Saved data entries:
[Start of section]

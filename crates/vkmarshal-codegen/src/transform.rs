//! Host/guest rewriting of device-memory descriptors and external-memory
//! structs, applied once per direction.

use tracing::debug;
use vkmarshal_types::{
    DeviceMemoryRole, ExtensionDispatch, Feature, TypeRegistry, VulkanCompoundType, VulkanType,
};

use crate::config::GenConfig;
use crate::dispatch::Wrapper;
use crate::emitter::{CodeEmitter, Scope};
use crate::error::GenError;
use crate::extension::emit_extension_switch;
use crate::iterator::{iterate_type, TypeVisitor};
use crate::marshaling::MAX_ENUM_ROOT;
use crate::sink::{GeneratedFile, OutputSink};

#[derive(Debug, Clone, Copy, PartialEq, Eq)]
pub enum TransformDirection {
    ToHost,
    FromHost,
}

impl TransformDirection {
    pub fn suffix(self) -> &'static str {
        match self {
            TransformDirection::ToHost => "tohost",
            TransformDirection::FromHost => "fromhost",
        }
    }

    pub const BOTH: [TransformDirection; 2] = [TransformDirection::ToHost, TransformDirection::FromHost];
}

pub fn transform_fn(dir: TransformDirection, type_name: &str) -> String {
    format!("transform_{}_{type_name}", dir.suffix())
}

/// The five `(pointer, count)` pairs of a device-memory transform call, in
/// canonical role order. `access` yields the lvalue of the member or
/// parameter carrying a role.
pub fn device_memory_args(access: &mut dyn FnMut(DeviceMemoryRole) -> Option<String>) -> String {
    DeviceMemoryRole::CANONICAL
        .iter()
        .map(|role| match access(*role) {
            Some(lvalue) => format!("({}*)&{lvalue}, 1", role.c_type()),
            None => format!("({}*)nullptr, 1", role.c_type()),
        })
        .collect::<Vec<_>>()
        .join(", ")
}

pub struct TransformVisitor<'a, 'r> {
    registry: &'r TypeRegistry,
    cgen: &'a mut CodeEmitter,
    scope: Scope<'a>,
    dir: TransformDirection,
    tracker: &'a str,
    root: &'a str,
}

impl<'a, 'r> TransformVisitor<'a, 'r> {
    pub fn new(
        registry: &'r TypeRegistry,
        cgen: &'a mut CodeEmitter,
        scope: Scope<'a>,
        dir: TransformDirection,
        tracker: &'a str,
        root: &'a str,
    ) -> Self {
        Self {
            registry,
            cgen,
            scope,
            dir,
            tracker,
            root,
        }
    }

    pub fn visit(&mut self, ty: &VulkanType) -> Result<(), GenError> {
        let registry = self.registry;
        iterate_type(self, registry, ty)?;
        if ty.param_name == "sType" && self.scope.struct_var().is_some() {
            self.cgen.begin_if(format!("rootType == {MAX_ENUM_ROOT}"));
            self.cgen.stmt(format!("rootType = {}", self.scope.access(ty)));
            self.cgen.end_if();
        }
        Ok(())
    }

    fn call(&mut self, name: &str, target: &str) {
        self.cgen.stmt(format!(
            "{}({}, {}, ({name}*)({target}))",
            transform_fn(self.dir, name),
            self.tracker,
            self.root
        ));
    }
}

impl TypeVisitor for TransformVisitor<'_, '_> {
    fn on_value(&mut self, _ty: &VulkanType) -> Result<(), GenError> {
        Ok(())
    }

    fn on_pointer(&mut self, _ty: &VulkanType) -> Result<(), GenError> {
        Ok(())
    }

    fn on_string(&mut self, _ty: &VulkanType) -> Result<(), GenError> {
        Ok(())
    }

    fn on_string_array(&mut self, _ty: &VulkanType) -> Result<(), GenError> {
        Ok(())
    }

    fn on_static_arr(&mut self, _ty: &VulkanType) -> Result<(), GenError> {
        Ok(())
    }

    fn on_compound_type(&mut self, ty: &VulkanType) -> Result<(), GenError> {
        let access = self.scope.access(ty);
        let name = ty.type_name.clone();
        if let Some(n) = ty.static_arr_expr.clone() {
            let i = self.cgen.begin_index_loop(&n);
            self.call(&name, &format!("{access} + {i}"));
            self.cgen.end_for();
        } else if !ty.is_pointer() {
            self.call(&name, &format!("&{access}"));
        } else {
            self.cgen.begin_if(&access);
            let count = self.cgen.length_expr(&self.scope, ty);
            let i = self.cgen.begin_index_loop(&count);
            self.call(&name, &format!("{access} + {i}"));
            self.cgen.end_for();
            self.cgen.end_if();
        }
        Ok(())
    }

    fn on_struct_extension(&mut self, ty: &VulkanType) -> Result<(), GenError> {
        let access = self.scope.access(ty);
        self.cgen.begin_if(&access);
        self.cgen.stmt(format!(
            "transform_{}_extension_struct({}, {}, (void*)({access}))",
            self.dir.suffix(),
            self.tracker,
            self.root
        ));
        self.cgen.end_if();
        Ok(())
    }
}

// ── Generator ───────────────────────────────────────────────────────────

pub struct TransformGenerator<'r> {
    registry: &'r TypeRegistry,
    config: GenConfig,
    dispatch: ExtensionDispatch<'r>,
    sink: OutputSink,
}

fn proto(dir: TransformDirection, name: &str) -> String {
    format!(
        "void {}(ResourceTracker* resourceTracker, VkStructureType rootType, {name}* toTransform)",
        transform_fn(dir, name)
    )
}

fn extension_proto(dir: TransformDirection) -> String {
    format!(
        "void transform_{}_extension_struct(ResourceTracker* resourceTracker, VkStructureType rootType, void* structExtension_out)",
        dir.suffix()
    )
}

impl<'r> TransformGenerator<'r> {
    pub fn new(registry: &'r TypeRegistry, config: &GenConfig) -> Self {
        Self {
            registry,
            config: config.clone(),
            dispatch: ExtensionDispatch::build(registry, &config.root_type_mappings),
            sink: OutputSink::new(config.output.transform.clone()),
        }
    }

    pub fn into_files(self) -> Vec<GeneratedFile> {
        self.sink.into_files()
    }

    fn emit_struct(&mut self, compound: &VulkanCompoundType, dir: TransformDirection) -> Result<(), GenError> {
        let proto = proto(dir, &compound.name);
        self.sink.header.stmt(&proto);
        self.sink.header.blank();

        let cgen = &mut self.sink.imp;
        cgen.begin_function(&proto);
        cgen.stmt("(void)resourceTracker");
        cgen.stmt("(void)rootType");
        cgen.stmt("(void)toTransform");
        if self.config.is_transformed(&compound.name) {
            cgen.stmt(format!(
                "resourceTracker->transformImpl_{}_{}(toTransform, 1)",
                compound.name,
                dir.suffix()
            ));
        }
        if !compound.memory_roles().is_empty() {
            let roles = compound.role_members();
            let args = device_memory_args(&mut |role| {
                roles.get(&role).map(|m| format!("toTransform->{}", m.param_name))
            });
            cgen.stmt(format!(
                "resourceTracker->deviceMemoryTransform_{}({args})",
                dir.suffix()
            ));
        }
        let mut visitor = TransformVisitor::new(
            self.registry,
            cgen,
            Scope::of_struct(compound, "toTransform"),
            dir,
            "resourceTracker",
            "rootType",
        );
        for member in compound.marshaled_members() {
            visitor.visit(member)?;
        }
        cgen.end_function();
        Ok(())
    }

    fn emit_extension(&mut self, dir: TransformDirection) -> Result<(), GenError> {
        let proto = extension_proto(dir);
        self.sink.header.stmt(&proto);
        self.sink.header.blank();
        let cgen = &mut self.sink.imp;
        cgen.begin_function(&proto);
        cgen.begin_if("!structExtension_out");
        cgen.stmt("return");
        cgen.end_if();
        cgen.stmt("uint32_t structType = (uint32_t)goldfish_vk_struct_type(structExtension_out)");
        let site = format!("transform_{}_extension_struct", dir.suffix());
        emit_extension_switch(
            cgen,
            &self.dispatch,
            "structType",
            "rootType",
            &site,
            &mut |cgen, target| {
                cgen.stmt(format!(
                    "{}(resourceTracker, rootType, reinterpret_cast<{t}*>(structExtension_out))",
                    transform_fn(dir, &target.name),
                    t = target.name
                ));
                Ok(())
            },
            Some(&mut |cgen| {
                cgen.stmt(format!(
                    "transform_{}_extension_struct(resourceTracker, rootType, ((VkBaseOutStructure*)structExtension_out)->pNext)",
                    dir.suffix()
                ));
                cgen.stmt("return");
                Ok(())
            }),
        )?;
        cgen.end_function();
        Ok(())
    }
}

impl Wrapper for TransformGenerator<'_> {
    fn on_begin(&mut self) -> Result<(), GenError> {
        self.sink.include_system("vulkan/vulkan.h");
        self.sink.include("ResourceTracker.h");
        let extension_header = format!("{}.h", self.config.output.extension_structs);
        self.sink.include(&extension_header);
        self.sink.begin_namespace("goldfish_vk");
        Ok(())
    }

    fn on_begin_feature(&mut self, feature: &Feature) -> Result<(), GenError> {
        self.sink.begin_guard(feature);
        Ok(())
    }

    fn on_gen_type(&mut self, compound: &VulkanCompoundType) -> Result<(), GenError> {
        debug!(name = %compound.name, "transform");
        for dir in TransformDirection::BOTH {
            self.emit_struct(compound, dir)?;
        }
        Ok(())
    }

    fn on_end_feature(&mut self, feature: &Feature) -> Result<(), GenError> {
        self.sink.end_guard(feature);
        Ok(())
    }

    fn on_end(&mut self) -> Result<(), GenError> {
        for dir in TransformDirection::BOTH {
            self.emit_extension(dir)?;
        }
        self.sink.end_namespace("goldfish_vk");
        Ok(())
    }
}

#[cfg(test)]
mod tests {
    use super::*;
    use vkmarshal_types::sample::sample_registry;

    #[test]
    fn roles_fill_five_pairs_in_order() {
        let reg = sample_registry().unwrap();
        let range = reg.compound("VkMappedMemoryRange").unwrap();
        let roles = range.role_members();
        let args = device_memory_args(&mut |role| {
            roles.get(&role).map(|m| format!("toTransform->{}", m.param_name))
        });
        assert_eq!(
            args,
            "(VkDeviceMemory*)&toTransform->memory, 1, (VkDeviceSize*)&toTransform->offset, 1, \
             (VkDeviceSize*)&toTransform->size, 1, (uint32_t*)nullptr, 1, (uint32_t*)nullptr, 1"
        );
    }

    #[test]
    fn transformed_types_get_the_tracker_hook() {
        let reg = sample_registry().unwrap();
        let config = GenConfig::default();
        let mut gen = TransformGenerator::new(&reg, &config);
        let compound = reg.compound("VkExportMemoryAllocateInfo").unwrap();
        gen.emit_struct(compound, TransformDirection::ToHost).unwrap();
        let files = gen.into_files();
        assert!(files[1]
            .contents
            .contains("resourceTracker->transformImpl_VkExportMemoryAllocateInfo_tohost(toTransform, 1);"));
    }
}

[End of section]

## ACTIVITY:
Lines after the one containing "pub struct TransformVisitor<'a, 'r>" are left out; every line from the start of the entries through that line is restated word for word.

## SOLUTION TO THE EXERCISE:
filename crates/vkmarshal-codegen/src/transform.rs
//! Host/guest rewriting of device-memory descriptors and external-memory
//! structs, applied once per direction.

use tracing::debug;
use vkmarshal_types::{
    DeviceMemoryRole, ExtensionDispatch, Feature, TypeRegistry, VulkanCompoundType, VulkanType,
};

use crate::config::GenConfig;
use crate::dispatch::Wrapper;
use crate::emitter::{CodeEmitter, Scope};
use crate::error::GenError;
use crate::extension::emit_extension_switch;
use crate::iterator::{iterate_type, TypeVisitor};
use crate::marshaling::MAX_ENUM_ROOT;
use crate::sink::{GeneratedFile, OutputSink};

#[derive(Debug, Clone, Copy, PartialEq, Eq)]
pub enum TransformDirection {
    ToHost,
    FromHost,
}

impl TransformDirection {
    pub fn suffix(self) -> &'static str {
        match self {
            TransformDirection::ToHost => "tohost",
            TransformDirection::FromHost => "fromhost",
        }
    }

    pub const BOTH: [TransformDirection; 2] = [TransformDirection::ToHost, TransformDirection::FromHost];
}

pub fn transform_fn(dir: TransformDirection, type_name: &str) -> String {
    format!("transform_{}_{type_name}", dir.suffix())
}

/// The five `(pointer, count)` pairs of a device-memory transform call, in
/// canonical role order. `access` yields the lvalue of the member or
/// parameter carrying a role.
pub fn device_memory_args(access: &mut dyn FnMut(DeviceMemoryRole) -> Option<String>) -> String {
    DeviceMemoryRole::CANONICAL
        .iter()
        .map(|role| match access(*role) {
            Some(lvalue) => format!("({}*)&{lvalue}, 1", role.c_type()),
            None => format!("({}*)nullptr, 1", role.c_type()),
        })
        .collect::<Vec<_>>()
        .join(", ")
}

pub struct TransformVisitor<'a, 'r> {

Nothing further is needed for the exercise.